Party Switch. Sorry Dad.
This is not about politics. It’s much more important. It’s about the NHL playoffs.
Last night, the Washington Capitals defeated the Philadelphia Flyers in a do-or-die game to grab the last wild card spot in the 2024 Stanley Cup Playoffs. It was an improbable result for a team that looked dead in the water two months ago and was a seller at the trade deadline. Outscored by their opponents more than any playoff team in the modern era, the Caps benefited from some incredible goaltending, improving young players, and a second-half resurgence of their aging superstar Alex Ovechkin. This weekend, they will begin a 7-game series against the best team in the league, the New York Rangers.
The Caps are the only sports team left I still yell at through the TV. Like a lot of people who hit my age (mid-40s), I’ve mellowed about sports. I still watch a lot of games and root for my favorite teams, but I don’t live and die by them the way I used to. Wins and losses are just wins and losses, no longer the direct source of my mood for hours or days. I don’t spend hours a day reading about my teams, or cease all other mental activities when they’re deep in the playoffs. I can’t remember the last time I completely lost it over a blown call in a football game.

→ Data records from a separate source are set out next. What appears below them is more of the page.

//! Resource pools (health, mana, action points).
//!
//! A pool is a `{ current, max }` pair with `0 <= current <= max` held after every
//! update. Pools are independent of stat derivation; the engine decides when a
//! derived maximum is pushed into a pool.

use serde::{Deserialize, Serialize};
use std::fmt;

/// Which pool an update targets.
#[derive(Debug, Clone, Copy, PartialEq, Eq, Hash, Serialize, Deserialize)]
#[serde(rename_all = "camelCase")]
pub enum ResourceKind {
    Health,
    Mana,
    ActionPoints,
}

impl fmt::Display for ResourceKind {
    fn fmt(&self, f: &mut fmt::Formatter<'_>) -> fmt::Result {
        let name = match self {
            ResourceKind::Health => "health",
            ResourceKind::Mana => "mana",
            ResourceKind::ActionPoints => "actionPoints",
        };
        write!(f, "{name}")
    }
}

/// Partial update: omitted fields keep their previous value (subject to clamping).
#[derive(Debug, Clone, Copy, Default, PartialEq, Eq, Serialize, Deserialize)]
pub struct ResourceUpdate {
    #[serde(default)]
    pub current: Option<i32>,
    #[serde(default)]
    pub max: Option<i32>,
}

impl ResourceUpdate {
    pub fn current(current: i32) -> Self {
        Self {
            current: Some(current),
            max: None,
        }
    }

    pub fn max(max: i32) -> Self {
        Self {
            current: None,
            max: Some(max),
        }
    }

    pub fn both(current: i32, max: i32) -> Self {
        Self {
            current: Some(current),
            max: Some(max),
        }
    }
}

/// A clamped `{ current, max }` pair.
#[derive(Debug, Clone, Copy, PartialEq, Eq, Serialize, Deserialize)]
pub struct ResourcePool {
    current: i32,
    max: i32,
}

impl ResourcePool {
    /// Create a pool, clamping the inputs into a valid state.
    pub fn new(current: i32, max: i32) -> Self {
        Self { current: 0, max: 0 }.apply(ResourceUpdate::both(current, max))
    }

    pub fn full(max: i32) -> Self {
        Self::new(max, max)
    }

    pub fn current(&self) -> i32 {
        self.current
    }

    pub fn max(&self) -> i32 {
        self.max
    }

    pub fn is_empty(&self) -> bool {
        self.current == 0
    }

    pub fn is_full(&self) -> bool {
        self.current == self.max
    }

    pub fn ratio(&self) -> f64 {
        if self.max == 0 {
            0.0
        } else {
            f64::from(self.current) / f64::from(self.max)
        }
    }

    /// Apply a partial update.
    ///
    /// A supplied `max` is floored at zero; a supplied `current` is clamped into
    /// `[0, max']`; an omitted `current` is pulled down to the new cap if it shrank.
    pub fn apply(self, update: ResourceUpdate) -> Self {
        let max = update.max.map(|m| m.max(0)).unwrap_or(self.max);
        let current = match update.current {
            Some(c) => c.clamp(0, max),
            None => self.current.min(max),
        };
        Self { current, max }
    }

    /// Restore up to `amount`, returning how much was actually restored.
    pub fn restore(&mut self, amount: i32) -> i32 {
        let before = self.current;
        *self = self.apply(ResourceUpdate::current(self.current.saturating_add(amount.max(0))));
        self.current - before
    }

    /// Spend up to `amount`, returning how much was actually spent.
    pub fn spend(&mut self, amount: i32) -> i32 {
        let before = self.current;
        *self = self.apply(ResourceUpdate::current(self.current.saturating_sub(amount.max(0))));
        before - self.current
    }
}

impl fmt::Display for ResourcePool {
    fn fmt(&self, f: &mut fmt::Formatter<'_>) -> fmt::Result {
        write!(f, "{}/{}", self.current, self.max)
    }
}

/// The three pools a character owns.
#[derive(Debug, Clone, Copy, PartialEq, Eq, Serialize, Deserialize)]
#[serde(rename_all = "camelCase")]
pub struct Resources {
    pub health: ResourcePool,
    pub mana: ResourcePool,
    pub action_points: ResourcePool,
}

impl Resources {
    pub fn get(&self, kind: ResourceKind) -> ResourcePool {
        match kind {
            ResourceKind::Health => self.health,
            ResourceKind::Mana => self.mana,
            ResourceKind::ActionPoints => self.action_points,
        }
    }

    pub fn get_mut(&mut self, kind: ResourceKind) -> &mut ResourcePool {
        match kind {
            ResourceKind::Health => &mut self.health,
            ResourceKind::Mana => &mut self.mana,
            ResourceKind::ActionPoints => &mut self.action_points,
        }
    }

    /// Replace one pool with the result of applying `update`.
    pub fn set(&mut self, kind: ResourceKind, update: ResourceUpdate) -> ResourcePool {
        let pool = self.get_mut(kind);
        *pool = pool.apply(update);
        *pool
    }
}

impl Default for Resources {
    fn default() -> Self {
        Self {
            health: ResourcePool::full(50),
            mana: ResourcePool::full(50),
            action_points: ResourcePool::full(3),
        }
    }
}

#[cfg(test)]
mod tests {
    use super::*;

    #[test]
    fn test_current_above_new_max_is_clamped() {
        let pool = ResourcePool::new(45, 100).apply(ResourceUpdate::both(200, 50));
        assert_eq!(pool, ResourcePool::new(50, 50));
        assert_eq!(pool.current(), 50);
        assert_eq!(pool.max(), 50);
    }

    #[test]
    fn test_shrinking_max_pulls_current_down() {
        let pool = ResourcePool::new(40, 50).apply(ResourceUpdate::max(30));
        assert_eq!((pool.current(), pool.max()), (30, 30));
    }

    #[test]
    fn test_growing_max_keeps_current() {
        let pool = ResourcePool::new(40, 50).apply(ResourceUpdate::max(80));
        assert_eq!((pool.current(), pool.max()), (40, 80));
    }

    #[test]
    fn test_negative_inputs() {
        let pool = ResourcePool::new(10, 20).apply(ResourceUpdate::both(-5, -10));
        assert_eq!((pool.current(), pool.max()), (0, 0));

        let pool = ResourcePool::new(10, 20).apply(ResourceUpdate::current(-1));
        assert_eq!((pool.current(), pool.max()), (0, 20));
    }

    #[test]
    fn test_setting_current_preserves_max() {
        let pool = ResourcePool::new(10, 20).apply(ResourceUpdate::current(15));
        assert_eq!((pool.current(), pool.max()), (15, 20));
    }

    #[test]
    fn test_restore_and_spend() {
        let mut pool = ResourcePool::new(10, 20);
        assert_eq!(pool.restore(15), 10);
        assert!(pool.is_full());
        assert_eq!(pool.spend(25), 20);
        assert!(pool.is_empty());
    }

    #[test]
    fn test_resources_set() {
        let mut resources = Resources::default();
        let ap = resources.set(ResourceKind::ActionPoints, ResourceUpdate::current(1));
        assert_eq!(ap, ResourcePool::new(1, 3));
        assert_eq!(resources.get(ResourceKind::ActionPoints).current(), 1);
    }
}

Honestly, it’s probably healthier.
A lot of it, I suspect, is just the perspective of middle age. Maybe it’s having kids, maybe it’s the realization the people I’m watching play these sports are essentially kids, or maybe it’s just getting older. But it’s almost hard to remember what it felt like to have so much of my life tied to the ups and downs of a sports team. I’ve mostly outgrown it.
Except for hockey.
It’s the one sport where my spectator relationship to the game has barely changed at all. I still scream at the TV. I still get incredibly annoyed by the refereeing, and loudly let them know it when I’m at a game in-person. I still stew for hours when the Caps lose a game in a dumb way, and I get irrationally happy when they win 3 games in a row. I’m essentially still a teenager watching the games. It’s the one remaining window into what I was like at 15.
I watched the Flyers game with about a dozen people in my backyard, where we routinely project Caps game onto our big outdoor screen. It’s glorious.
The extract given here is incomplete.